On 12/14/21 6:04 AM, Mauricio Faria de Oliveira wrote:
Hey Kent and Coly,
It turns out that, at least for the disk image that reproduces the issue,
the closure from bch_btree_set_root() to bch_journal_meta() doesn't make
a difference; the stall is in bch_journal() -> journal_wait_for_write().
So the previous suggestion to skip bch_journal_meta() altogether works,
to get things going.. of course, checking for journal replay/full case.

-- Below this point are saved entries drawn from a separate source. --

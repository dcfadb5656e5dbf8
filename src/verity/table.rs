//! dm-verity table string.
//!
//! ```text
//! 1 <data_dev> <hash_dev> 4096 4096 <data_blocks> <hash_start_block> sha256 <root_hex> <salt_hex> [opt...]
//! ```

use std::fmt;

use super::VerityError;
use crate::BLOCK_SIZE;

pub const VERITY_TABLE_VERSION: &str = "1";
/// Mandatory space-separated fields.
pub const VERITY_TABLE_ARGS: usize = 10;
pub const VERITY_HASH_ALGORITHM: &str = "sha256";
pub const VERITY_DIGEST_SIZE: usize = 32;

#[derive(Debug, Clone, PartialEq, Eq)]
pub struct VerityTable {
    pub data_device:      String,
    pub hash_device:      String,
    pub data_blocks:      u64,
    pub hash_start_block: u64,
    pub root_digest:      [u8; VERITY_DIGEST_SIZE],
    pub salt:             Vec<u8>,
    /// Optional trailing arguments, kept verbatim.
    pub extra:            Vec<String>,
}

fn parse_u64(field: &'static str, token: &str, max: u64) -> Result<u64, VerityError> {
    let value: u64 = token
        .parse()
        .map_err(|_| VerityError::InvalidTable(format!("invalid {field}: {token:?}")))?;
    if value > max {
        return Err(VerityError::InvalidTable(format!("{field} {value} exceeds {max}")));
    }
    Ok(value)
}

impl VerityTable {
    /// Parses a table string.  `max_blocks` bounds `data_blocks` and
    /// `hash_start_block` (the image size in blocks).
    pub fn parse(table: &str, max_blocks: u64) -> Result<Self, VerityError> {
        let table = table.trim_end_matches(['\0', '\n']);
        let tokens: Vec<&str> = table.split(' ').collect();
        if tokens.len() < VERITY_TABLE_ARGS {
            return Err(VerityError::InvalidTable(format!(
                "not enough arguments: {}; expected at least {VERITY_TABLE_ARGS}",
                tokens.len()
            )));
        }
        if tokens[0] != VERITY_TABLE_VERSION {
            return Err(VerityError::InvalidTable(format!("unsupported table version {:?}", tokens[0])));
        }
        let block_size = BLOCK_SIZE.to_string();
        if tokens[3] != block_size || tokens[4] != block_size {
            return Err(VerityError::InvalidTable(format!(
                "unsupported block sizes {} / {}",
                tokens[3], tokens[4]
            )));
        }
        let data_blocks = parse_u64("data block count", tokens[5], max_blocks)?;
        let hash_start_block = parse_u64("hash start block", tokens[6], max_blocks)?;
        if tokens[7] != VERITY_HASH_ALGORITHM {
            return Err(VerityError::UnsupportedAlgorithm(tokens[7].to_string()));
        }

        let mut root_digest = [0u8; VERITY_DIGEST_SIZE];
        hex::decode_to_slice(tokens[8], &mut root_digest)
            .map_err(|e| VerityError::InvalidTable(format!("invalid root digest: {e}")))?;
        let salt = hex::decode(tokens[9]).map_err(|e| VerityError::InvalidTable(format!("invalid salt: {e}")))?;

        Ok(Self {
            data_device: tokens[1].to_string(),
            hash_device: tokens[2].to_string(),
            data_blocks,
            hash_start_block,
            root_digest,
            salt,
            extra: tokens[VERITY_TABLE_ARGS..].iter().map(|s| s.to_string()).collect(),
        })
    }

    /// Decodes and parses raw table bytes as stored in the metadata block.
    /// Returns the decoded text along with the table.
    pub fn from_bytes(bytes: &[u8], max_blocks: u64) -> Result<(String, Self), VerityError> {
        let text = std::str::from_utf8(bytes).map_err(|_| VerityError::NotUtf8)?;
        Ok((text.to_string(), Self::parse(text, max_blocks)?))
    }

    pub fn hash_start(&self) -> u64 {
        self.hash_start_block * BLOCK_SIZE
    }

    pub fn data_size(&self) -> u64 {
        self.data_blocks * BLOCK_SIZE
    }
}

impl fmt::Display for VerityTable {
    fn fmt(&self, f: &mut fmt::Formatter<'_>) -> fmt::Result {
        write!(
            f,
            "{VERITY_TABLE_VERSION} {} {} {BLOCK_SIZE} {BLOCK_SIZE} {} {} {VERITY_HASH_ALGORITHM} {} {}",
            self.data_device,
            self.hash_device,
            self.data_blocks,
            self.hash_start_block,
            hex::encode(self.root_digest),
            hex::encode(&self.salt),
        )?;
        for arg in &self.extra {
            write!(f, " {arg}")?;
        }
        Ok(())
    }
}
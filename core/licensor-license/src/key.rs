//! License key generation.
//!
//! Keys are opaque random tokens in the form `PREFIX-XXXX-XXXX`, drawn from
//! `[0-9A-Z]`. They carry no signature; the store is the only authority on
//! whether a key is valid.

use crate::error::{LicenseError, LicenseResult};
use licensor_store::LicenseStore;
use rand::Rng;
use serde::{Deserialize, Serialize};
use tracing::debug;

/// Prefix used by the default key format.
pub const DEFAULT_KEY_PREFIX: &str = "FFW";

/// Attempts before [`generate_unique_key`] gives up.
pub const MAX_KEY_ATTEMPTS: u32 = 16;

const KEY_ALPHABET: &[u8] = b"0123456789ABCDEFGHIJKLMNOPQRSTUVWXYZ";

/// Shape of generated keys.
#[derive(Debug, Clone, PartialEq, Eq, Serialize, Deserialize)]
pub struct KeyFormat {
    /// Leading segment, e.g. `FFW`.
    pub prefix: String,
    /// Number of random groups after the prefix.
    pub groups: usize,
    /// Characters per random group.
    pub group_len: usize,
}

impl Default for KeyFormat {
    fn default() -> Self {
        Self {
            prefix: DEFAULT_KEY_PREFIX.to_string(),
            groups: 2,
            group_len: 4,
        }
    }
}

impl KeyFormat {
    /// Generates a key using the thread-local RNG.
    #[must_use]
    pub fn generate(&self) -> String {
        self.generate_with(&mut rand::thread_rng())
    }

    /// Generates a key from the given RNG.
    pub fn generate_with<R: Rng>(&self, rng: &mut R) -> String {
        let mut key = self.prefix.clone();
        for _ in 0..self.groups {
            key.push('-');
            for _ in 0..self.group_len {
                let idx = rng.gen_range(0..KEY_ALPHABET.len());
                key.push(KEY_ALPHABET[idx] as char);
            }
        }
        key
    }

    /// Returns true if the key has this format's shape.
    #[must_use]
    pub fn matches(&self, key: &str) -> bool {
        let mut parts = key.split('-');
        if parts.next() != Some(self.prefix.as_str()) {
            return false;
        }
        let groups: Vec<&str> = parts.collect();
        groups.len() == self.groups
            && groups.iter().all(|g| {
                g.len() == self.group_len && g.bytes().all(|b| KEY_ALPHABET.contains(&b))
            })
    }
}

/// Generates a key that no stored license uses yet.
pub fn generate_unique_key(store: &LicenseStore, format: &KeyFormat) -> LicenseResult<String> {
    for attempt in 1..=MAX_KEY_ATTEMPTS {
        let key = format.generate();
        if !store.key_exists(&key)? {
            return Ok(key);
        }
        debug!("Generated key collided with an existing license (attempt {})", attempt);
    }
    Err(LicenseError::KeySpaceExhausted(MAX_KEY_ATTEMPTS))
}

What do you think of this patch?
It simply checks the conditions in run_cache_set() for bch_journal_replay().
(it starts w/ unlikely(!CACHE_SET_RUNNING) to quickly get to the usual case,
and apparently has an extra strict check for !gc_thread, just in case.
And it is journal_full() only, as the !journal_full() case in journal_wait_
for_write() seems to be handled via another function per the comment.)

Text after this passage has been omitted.